"Cosa vorresti fare da grande?"... alla fine scelsi San Domenico!
Mi chiamo fra Giovanni Rosario M. Ferro, ho ventisette anni e provengo da un piccolo paese della Calabria, in provincia di Catanzaro; fra pochi giorni emetterò nelle mani del mio Provinciale la professione semplice, mediante la quale – per i primi tre anni – prometterò a Dio e alla Chiesa i voti di povertà, castità e obbedienza. Se dovessi pensare un po' come sono giunto a tale tappa della mia vita, dopo tante esperienze, oggi sono pronto a dire che è stata tutta grazia di Dio!
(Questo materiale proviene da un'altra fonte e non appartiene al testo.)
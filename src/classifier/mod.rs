//! Threat classifier client
//!
//! Turns a permission event into a classification by asking an external
//! scoring service once. Any failure (transport, non-2xx, malformed body)
//! is absorbed here and replaced by the deterministic local fallback; the
//! fallback is marked through `error_info` so it can be told apart from a
//! genuine service verdict.

pub mod fallback;
pub mod http;

pub use http::HttpScoringService;

use crate::error::{Result, WatchError};
use crate::types::{ClassificationResult, PermissionEvent, ThreatLevel};
use async_trait::async_trait;
use chrono::SecondsFormat;
use serde::{Deserialize, Serialize};
use std::sync::Arc;

/// Request body sent to the scoring service
#[derive(Debug, Clone, PartialEq, Eq, Serialize, Deserialize)]
pub struct ScoringRequest {
    /// Origin host of the requesting page
    pub app_name: String,
    pub permission_type: String,
    /// RFC 3339 timestamp of the request
    pub timestamp: String,
    pub url: String,
}

impl ScoringRequest {
    pub fn from_event(event: &PermissionEvent) -> Self {
        Self {
            app_name: event.origin_host.clone(),
            permission_type: event.capability.as_str().to_string(),
            timestamp: event
                .requested_at
                .to_rfc3339_opts(SecondsFormat::Millis, true),
            url: event.url.clone(),
        }
    }
}

/// Verdict returned by the scoring service
///
/// Unknown fields (`ml_prediction`, `confidence`, ...) are ignored.
#[derive(Debug, Clone, PartialEq, Serialize, Deserialize)]
pub struct ScoringResponse {
    pub threat_level: ThreatLevel,
    pub anomaly_score: f64,
    pub reason: String,
    #[serde(default)]
    pub layers_triggered: Vec<String>,
}

impl ScoringResponse {
    /// Reject verdicts whose score is outside [0, 1]
    pub fn validate(&self) -> Result<()> {
        if !self.anomaly_score.is_finite() || !(0.0..=1.0).contains(&self.anomaly_score) {
            return Err(WatchError::Parse(format!(
                "anomaly_score {} is outside [0, 1]",
                self.anomaly_score
            )));
        }
        Ok(())
    }

    pub fn into_result(self) -> ClassificationResult {
        ClassificationResult {
            threat_level: self.threat_level,
            anomaly_score: self.anomaly_score,
            reason: self.reason,
            triggered_layers: self.layers_triggered.into_iter().collect(),
        }
    }
}

/// Liveness check answer
#[derive(Debug, Clone, Default, PartialEq, Eq, Serialize, Deserialize)]
pub struct HealthStatus {
    #[serde(default)]
    pub model_loaded: bool,
    #[serde(default, skip_serializing_if = "Option::is_none")]
    pub status: Option<String>,
}

/// External scoring collaborator
#[async_trait]
pub trait ScoringService: Send + Sync {
    /// Score one request (single attempt)
    async fn classify(&self, request: &ScoringRequest) -> Result<ScoringResponse>;

    /// Liveness check
    async fn health(&self) -> Result<HealthStatus>;

    /// Service name, used in logs
    fn name(&self) -> &str;
}

/// Classification plus the observability annotation for fallbacks
#[derive(Debug, Clone, PartialEq)]
pub struct Classification {
    pub result: ClassificationResult,
    /// `None` for service verdicts, the fallback rule otherwise
    pub error_info: Option<String>,
}

impl Classification {
    pub fn is_fallback(&self) -> bool {
        self.error_info.is_some()
    }
}

/// Classifier client with local fallback
#[derive(Clone)]
pub struct ClassifierClient {
    service: Arc<dyn ScoringService>,
}

impl ClassifierClient {
    pub fn new(service: Arc<dyn ScoringService>) -> Self {
        Self { service }
    }

    /// Classify an event; never fails
    pub async fn classify(&self, event: &PermissionEvent) -> Classification {
        let request = ScoringRequest::from_event(event);

        match self.service.classify(&request).await {
            Ok(response) => {
                tracing::debug!(
                    request_id = %event.request_id,
                    capability = %event.capability,
                    threat_level = %response.threat_level,
                    anomaly_score = response.anomaly_score,
                    "Scoring service verdict"
                );
                Classification {
                    result: response.into_result(),
                    error_info: None,
                }
            }
            Err(e) => {
                let classification = fallback::classify(&event.capability);
                tracing::warn!(
                    request_id = %event.request_id,
                    capability = %event.capability,
                    service = %self.service.name(),
                    error = %e,
                    threat_level = %classification.result.threat_level,
                    "Scoring service unavailable, using fallback classification"
                );
                classification
            }
        }
    }

    /// Log the scoring service liveness; never fails
    pub async fn health_check(&self) -> Option<HealthStatus> {
        match self.service.health().await {
            Ok(status) => {
                if status.model_loaded {
                    tracing::info!(service = %self.service.name(), "Scoring service ready, model loaded");
                } else {
                    tracing::warn!(service = %self.service.name(), "Scoring service up, model not loaded");
                }
                Some(status)
            }
            Err(e) => {
                tracing::warn!(
                    service = %self.service.name(),
                    error = %e,
                    "Scoring service unreachable, fallback classification will be used"
                );
                None
            }
        }
    }
}

#[cfg(test)]
mod tests {
    use super::*;
    use crate::types::{Capability, PageOrigin};
    use std::sync::Mutex;

    /// Scoring service returning a canned answer and recording requests
    struct CannedService {
        answer: fn() -> Result<ScoringResponse>,
        seen: Mutex<Vec<ScoringRequest>>,
    }

    impl CannedService {
        fn new(answer: fn() -> Result<ScoringResponse>) -> Self {
            Self {
                answer,
                seen: Mutex::new(Vec::new()),
            }
        }
    }

    #[async_trait]
    impl ScoringService for CannedService {
        async fn classify(&self, request: &ScoringRequest) -> Result<ScoringResponse> {
            self.seen.lock().unwrap().push(request.clone());
            (self.answer)()
        }

        async fn health(&self) -> Result<HealthStatus> {
            Err(WatchError::Transport("down".to_string()))
        }

        fn name(&self) -> &str {
            "canned"
        }
    }

    fn event(capability: Capability) -> PermissionEvent {
        let origin = PageOrigin::from_url("https://calc.example.net/app").unwrap();
        PermissionEvent::pending(capability, &origin)
    }

    #[test]
    fn test_request_from_event() {
        let event = event(Capability::CameraMicrophone);
        let request = ScoringRequest::from_event(&event);

        assert_eq!(request.app_name, "calc.example.net");
        assert_eq!(request.permission_type, "camera_microphone");
        assert_eq!(request.url, "https://calc.example.net/app");
        assert!(request.timestamp.ends_with('Z'));
    }

    #[test]
    fn test_response_ignores_extra_fields() {
        let response: ScoringResponse = serde_json::from_value(serde_json::json!({
            "threat_level": "high",
            "anomaly_score": 0.7,
            "reason": "Permission at 3:00",
            "layers_triggered": ["rule_based"],
            "ml_prediction": -1,
            "confidence": 0.3
        }))
        .unwrap();

        assert_eq!(response.threat_level, ThreatLevel::High);
        let result = response.into_result();
        assert!(result.triggered_layers.contains("rule_based"));
    }

    #[test]
    fn test_response_score_out_of_range() {
        let response = ScoringResponse {
            threat_level: ThreatLevel::Low,
            anomaly_score: 1.5,
            reason: String::new(),
            layers_triggered: vec![],
        };
        assert!(matches!(response.validate(), Err(WatchError::Parse(_))));

        let nan = ScoringResponse {
            anomaly_score: f64::NAN,
            ..response
        };
        assert!(nan.validate().is_err());
    }

    #[tokio::test]
    async fn test_service_verdict_has_no_error_info() {
        let service = Arc::new(CannedService::new(|| {
            Ok(ScoringResponse {
                threat_level: ThreatLevel::Low,
                anomaly_score: 0.1,
                reason: "Normal pattern".to_string(),
                layers_triggered: vec![],
            })
        }));
        let client = ClassifierClient::new(service.clone());

        let c = client.classify(&event(Capability::Camera)).await;
        assert_eq!(c.result.threat_level, ThreatLevel::Low);
        assert!(!c.is_fallback());
        assert_eq!(service.seen.lock().unwrap().len(), 1);
    }

    #[tokio::test]
    async fn test_transport_error_uses_sensitive_fallback() {
        let client = ClassifierClient::new(Arc::new(CannedService::new(|| {
            Err(WatchError::Transport("connection refused".to_string()))
        })));

        let c = client.classify(&event(Capability::ClipboardRead)).await;
        assert_eq!(c.result.threat_level, ThreatLevel::High);
        assert_eq!(c.error_info.as_deref(), Some(fallback::SENSITIVE_RULE_INFO));
    }

    #[tokio::test]
    async fn test_parse_error_uses_low_fallback() {
        let service = Arc::new(CannedService::new(|| {
            Err(WatchError::Parse("expected value".to_string()))
        }));
        let client = ClassifierClient::new(service.clone());

        let c = client.classify(&event(Capability::parse("storage"))).await;
        assert_eq!(c.result.threat_level, ThreatLevel::Low);
        assert_eq!(c.error_info.as_deref(), Some(fallback::UNAVAILABLE_INFO));
        // single attempt, no retry
        assert_eq!(service.seen.lock().unwrap().len(), 1);
    }

    #[tokio::test]
    async fn test_health_check_never_fails() {
        let client = ClassifierClient::new(Arc::new(CannedService::new(|| {
            Err(WatchError::Transport("down".to_string()))
        })));
        assert!(client.health_check().await.is_none());
    }
}
//! The network contract (spec.md §6.2).
//!
//! `bend_splines` never constructs a graph itself; it only requires a
//! host type implementing [`Network`]. Everything beyond node/edge
//! attribute read-write, existence tests, and anchor filtering — JSON
//! persistence, CAD import, rendering — is someone else's problem.

use std::fmt::Debug;
use std::hash::Hash;

use nalgebra::Vector3;

use crate::attributes::{EdgeAttributes, NodeAttributes};

/// Minimal node/edge attribute store a bending-active network must
/// expose for the solver to run against it.
///
/// Node identifiers are opaque hashable keys; edge identifiers are
/// ordered pairs of node identifiers. A type implementing `Network` owns
/// its own storage; the solver only ever borrows it, mutating through
/// the setters below and never outliving a single `bend_splines` call.
pub trait Network {
    /// Opaque node identifier type.
    type NodeKey: Eq + Hash + Clone + Ord + Debug;

    /// All node keys, in an implementation-defined but stable order for
    /// the duration of one solve.
    fn node_keys(&self) -> Vec<Self::NodeKey>;

    /// All edge keys as ordered `(u, v)` pairs.
    fn edge_keys(&self) -> Vec<(Self::NodeKey, Self::NodeKey)>;

    /// Whether an edge exists between `u` and `v` in either orientation.
    fn has_edge(&self, u: &Self::NodeKey, v: &Self::NodeKey) -> bool;

    /// Read a node's attributes.
    fn node_attributes(&self, node: &Self::NodeKey) -> NodeAttributes;

    /// Overwrite a node's attributes.
    fn set_node_attributes(&mut self, node: &Self::NodeKey, attrs: NodeAttributes);

    /// Read an edge's attributes. `edge` must be one of `edge_keys()`.
    fn edge_attributes(&self, edge: &(Self::NodeKey, Self::NodeKey)) -> EdgeAttributes;

    /// Overwrite an edge's attributes.
    fn set_edge_attributes(
        &mut self,
        edge: &(Self::NodeKey, Self::NodeKey),
        attrs: EdgeAttributes,
    );

    /// Node keys with `is_anchor == true`.
    fn anchors(&self) -> Vec<Self::NodeKey> {
        self.node_keys()
            .into_iter()
            .filter(|key| self.node_attributes(key).is_anchor)
            .collect()
    }

    /// Residual force at a node, `r = (rx, ry, rz)`.
    fn node_residual(&self, node: &Self::NodeKey) -> Vector3<f64> {
        self.node_attributes(node).residual()
    }

    /// Reaction at an anchor node, `-r`. `None` for free nodes.
    fn node_reaction(&self, node: &Self::NodeKey) -> Option<Vector3<f64>> {
        let attrs = self.node_attributes(node);
        if attrs.is_anchor {
            Some(-attrs.residual())
        } else {
            None
        }
    }
}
Sono nato in una famiglia cattolica; fin dai 2 anni ricordo che mia nonna mi portava a Messa con tanta premura, ma anche con tanta pazienza, in quanto il mio carattere abbastanza irrequieto nella quotidianità, lo era anche nelle celebrazioni durante le quali ne combinavo di tutti i colori, come, ad esempio, giocare a nascondino nel confessionale o andare su e giù per i banchi! Forse, però, il Signore, stava già lavorando in me…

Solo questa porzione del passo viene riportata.